**ACTIVITY:**
Go through the listing below and count each line with the word "permissive" in it; return only the count.

*** Opening PROVIDED MATERIAL ***

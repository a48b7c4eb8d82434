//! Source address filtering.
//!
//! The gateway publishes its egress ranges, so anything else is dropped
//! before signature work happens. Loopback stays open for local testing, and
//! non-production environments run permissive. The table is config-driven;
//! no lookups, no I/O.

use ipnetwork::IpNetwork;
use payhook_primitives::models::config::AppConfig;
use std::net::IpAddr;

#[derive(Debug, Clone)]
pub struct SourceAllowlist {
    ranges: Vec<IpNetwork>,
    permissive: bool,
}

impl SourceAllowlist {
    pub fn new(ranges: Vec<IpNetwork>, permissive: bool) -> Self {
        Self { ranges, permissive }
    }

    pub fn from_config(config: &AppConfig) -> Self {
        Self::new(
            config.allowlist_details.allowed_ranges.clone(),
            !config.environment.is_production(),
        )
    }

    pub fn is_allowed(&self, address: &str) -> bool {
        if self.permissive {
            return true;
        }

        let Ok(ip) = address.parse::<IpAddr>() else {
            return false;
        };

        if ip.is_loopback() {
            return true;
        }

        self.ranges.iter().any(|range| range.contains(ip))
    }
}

*** Closing PROVIDED MATERIAL ***

**TASK OUTPUT:**
5